Già all’inizio della sua carriera letteraria Samuel Beckett aveva le idee chiare. Nel suo secondo libro, “Murphy” (1938) – scritto dopo il romanzo rimasto inedito fino al 1992, “Dream of Fair to Middling Women” – il protagonista racchiude in sé, facendosene paradigmatica espressione, i tratti fondamentali della concezione esistenziale dello scrittore, poeta e drammaturgo irlandese, premio Nobel nel 1969. Murphy, descritto come “un solipsista depresso”, lavora come infermiere in una clinica per malati di mente.
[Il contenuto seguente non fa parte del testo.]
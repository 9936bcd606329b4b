//! Text extraction for a single image.
//!
//! [`TextExtractionClient`] is the only thing the batch runner talks to. It
//! shrinks the image, hands it to an [`OcrEngine`], and folds every kind of
//! failure into [`Extraction::Failed`], so callers never see an error.

use std::{sync::Arc, time::Duration};

use clap::Args;
use schemars::JsonSchema;

use crate::{
    async_utils::spawn_blocking_propagating_panics,
    errors::ExtractionError,
    images::{DEFAULT_MAX_SIDE, DEFAULT_UPLOAD_QUALITY, SourceImage},
    prelude::*,
};

pub mod command;
pub mod http;

/// The request body understood by OCR services.
#[derive(Clone, Debug, JsonSchema, Serialize)]
pub struct OcrRequest {
    /// The image as a `data:` URL.
    pub image: String,

    /// The original file name, if known.
    #[serde(skip_serializing_if = "Option::is_none")]
    pub filename: Option<String>,
}

/// The response body returned by OCR services.
#[derive(Clone, Debug, Deserialize, JsonSchema)]
pub struct OcrResponse {
    /// Did recognition succeed?
    pub success: bool,

    /// Recognized text. Missing text on success means the image had none.
    #[serde(default)]
    pub text: Option<String>,

    /// Failure reason.
    #[serde(default)]
    pub error: Option<String>,
}

impl OcrResponse {
    /// Collapse the loosely-typed response into an [`Extraction`].
    pub fn into_extraction(self) -> Extraction {
        if self.success {
            Extraction::Text(self.text.unwrap_or_default())
        } else {
            Extraction::Failed(
                self.error
                    .filter(|e| !e.trim().is_empty())
                    .unwrap_or_else(|| "OCR failed".to_owned()),
            )
        }
    }
}

/// The result of extracting text from one image.
#[derive(Clone, Debug, PartialEq, Eq)]
pub enum Extraction {
    Text(String),
    Failed(String),
}

/// Something that can recognize text in an image.
#[async_trait]
pub trait OcrEngine: Send + Sync + 'static {
    /// Send one request. Implementations should not retry.
    async fn recognize(&self, request: &OcrRequest) -> Result<OcrResponse, ExtractionError>;
}

/// Default per-request timeout, in seconds.
pub const DEFAULT_TIMEOUT_SECS: u64 = 60;

/// Our OCR-related options.
#[derive(Args, Clone, Debug)]
pub struct OcrOpts {
    /// Base URL of the OCR service. Requests are sent to `<URL>/ocr`.
    #[clap(long, env = "PHOTOBOX_OCR_URL")]
    pub ocr_url: Option<String>,

    /// Run this program for each image instead of calling a service. It
    /// receives the request JSON on stdin and must print the response JSON on
    /// stdout. Takes precedence over `--ocr-url`.
    #[clap(long)]
    pub ocr_command: Option<String>,

    /// An argument to pass to `--ocr-command`. May be repeated.
    #[clap(long = "ocr-arg", allow_hyphen_values = true)]
    pub ocr_args: Vec<String>,

    /// Images are scaled down so their longest side is at most this many
    /// pixels before upload.
    #[clap(long, default_value_t = DEFAULT_MAX_SIDE)]
    pub max_side: u32,

    /// A timeout, in seconds, for each OCR request. Use 0 to wait forever.
    #[clap(long, default_value_t = DEFAULT_TIMEOUT_SECS)]
    pub timeout: u64,
}

impl OcrOpts {
    /// Build a client for the configured engine.
    pub fn create_client(&self) -> Result<TextExtractionClient> {
        let engine: Arc<dyn OcrEngine> = if let Some(program) = &self.ocr_command {
            Arc::new(command::CommandOcrEngine::new(
                program.clone(),
                self.ocr_args.clone(),
            ))
        } else if let Some(url) = &self.ocr_url {
            Arc::new(http::HttpOcrEngine::new(url)?)
        } else {
            return Err(anyhow!(
                "No OCR service configured: pass --ocr-url or --ocr-command, or set PHOTOBOX_OCR_URL"
            ));
        };
        Ok(TextExtractionClient::new(
            engine,
            self.max_side,
            (self.timeout > 0).then(|| Duration::from_secs(self.timeout)),
        ))
    }
}

/// Extracts text from one image at a time. See the module docs.
pub struct TextExtractionClient {
    engine: Arc<dyn OcrEngine>,
    max_side: u32,
    quality: f32,
    timeout: Option<Duration>,
}

impl TextExtractionClient {
    pub fn new(engine: Arc<dyn OcrEngine>, max_side: u32, timeout: Option<Duration>) -> Self {
        Self {
            engine,
            max_side,
            quality: DEFAULT_UPLOAD_QUALITY,
            timeout,
        }
    }

    /// Shrink and re-encode an image, and wrap it in a request.
    #[instrument(level = "debug", skip_all, fields(name = %source.name))]
    pub async fn prepare(&self, source: &SourceImage) -> Result<OcrRequest, ExtractionError> {
        let image = source.clone();
        let (max_side, quality) = (self.max_side, self.quality);
        let encoded = spawn_blocking_propagating_panics(move || {
            image.encode_for_upload(max_side, quality)
        })
        .await
        .map_err(|err| ExtractionError::Encode(format!("{err:#}")))?;
        debug!(
            width = encoded.width,
            height = encoded.height,
            bytes = encoded.data.len(),
            "Encoded image for upload"
        );
        Ok(OcrRequest {
            image: encoded.to_data_url(),
            filename: Some(source.name.clone()),
        })
    }

    /// Send a prepared request.
    #[instrument(level = "debug", skip_all, fields(filename = ?request.filename))]
    pub async fn send(&self, request: &OcrRequest) -> Extraction {
        let future = self.engine.recognize(request);
        let result = match self.timeout {
            Some(timeout) => tokio::time::timeout(timeout, future)
                .await
                .unwrap_or(Err(ExtractionError::Timeout)),
            None => future.await,
        };
        match result {
            Ok(response) => response.into_extraction(),
            Err(err) => {
                debug!("OCR request failed: {err}");
                Extraction::Failed(err.to_string())
            }
        }
    }

    /// Prepare and send in one step.
    #[allow(dead_code)]
    pub async fn extract(&self, source: &SourceImage) -> Extraction {
        match self.prepare(source).await {
            Ok(request) => self.send(&request).await,
            Err(err) => Extraction::Failed(err.to_string()),
        }
    }
}
//! Converting binary data to a `data:` URL.

use base64::{Engine as _, prelude::BASE64_STANDARD};

/// Convert binary data to a `data:` URL.
///
/// Both of our remote services accept either a bare Base64 string or a full
/// `data:` URL, and strip the prefix themselves. We always send the prefix so
/// the service can see the MIME type.
pub fn data_url(mime_type: &str, data: &[u8]) -> String {
    let base64_data = BASE64_STANDARD.encode(data);
    format!("data:{};base64,{}", mime_type, base64_data)
}

#[cfg(test)]
mod tests {
    use super::*;

    #[test]
    fn test_data_url() {
        assert_eq!(data_url("image/png", b"hi"), "data:image/png;base64,aGk=");
    }
}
Ben presto scoprirà che la pazzia dei pazienti è un’attraente alternativa alla vita cosciente, che viene invece apprezzata e gelosamente custodita dalla borghesia benpensante.
Per raggiungere il suo sogno di libertà, Murphy si fingerà pazzo, ma questa via d’uscita risulterà vana. Infatti non riuscirà mai a stabilire un rapporto cordiale con il mondo a causa di un’incomunicabilità che si configura come un ostacolo insormontabile. E nel momento in cui il protagonista cerca di dare un senso stabile alla realtà, scoprirà quanto siano lontani gli altri. Ogni tentativo di creare un’alleanza con il prossimo sarà votato all’insuccesso: prova ne sia che alla sua morte, tra l’indifferenza generale, le ceneri verranno sparse tra le sporcizie di un bar.
Sono dunque già ben sviluppati i principali ingredienti che poi formeranno il menù ideologico di Beckett. Incomunicabilità, ricerca di senso e di una precisa identità: il tutto inquadrato in un contesto di elaborazione letteraria che la critica ha poi definito “teatro dell’assurdo”, caratterizzato dal rifiuto di una costruzione drammaturgica razionale e dall’abbandono di un linguaggio logico-consequenziale, a beneficio di una disorganica successione di eventi.
Questo “teatro dell’assurdo” – espressione di un disagio cronico nei riguardi di un’esistenza velleitariamente concepita come ordinata e senza traumi -poggia, sul piano della resa letteraria, su dialoghi senza senso, ripetitivi e serrati, capaci anche di suscitare un sorriso pur in un contesto tragico. E’ in questa temperi – in cui operano autori del calibro di Eugène Ionesco, Harold Pinter e Boris Vian – che trova terreno fertile il capolavoro di Beckett, “Aspettando Godot” (1952), dramma, scritto primo in francese e poi in inglese, che ha rivoluzionato il teatro contemporaneo, mettendo alla berlina radicate certezze e polverosi convincimenti. Nell’opera è forgiato un miscuglio di citazioni teologiche e turpiloquio, come pure viene realizzata una spuria commistione di generi, demolendo così l’aurea architrave della struttura narrativa composta di azione, trama e significato, e inquinando la purezza di un teatro classicamente inteso.
Sono più i silenzi che le parole a dare sostanza al dramma, i cui protagonisti, Vladimir ed Estragon, simboleggiano l’umanità che agogna a ghermire il senso da porre a fondamento della propria vita. Quel senso che i due vagabondi pensano riposi nella figura del “Signor Godot”, di cui si mettono in paziente attesa, lungo una desolata strada di campagna. Ma Godot non arriverà mai. Si limita a mandare da Vladimir ed Estragon un ragazzo che dirà loro che Godot “oggi non verrà, ma verrà domani”. In questa vana attesa si specchia il concetto dell’insufficienza dell’uomo quando si misura con la sfida dell’esistenza. Se non c’è un sussulto verso qualcosa che sta al di sopra del livello terrestre, se non c’è lo sguardo rivolto verso il cielo, ogni tentativo di dominare, con le sole forze umane, il magma della quotidianità, sarà sempre “un buco nell’acqua”: quel buco, prima o poi, inghiottirà – per suggellarlo nell’oblio – ogni proposito di affermazione e di riscatto.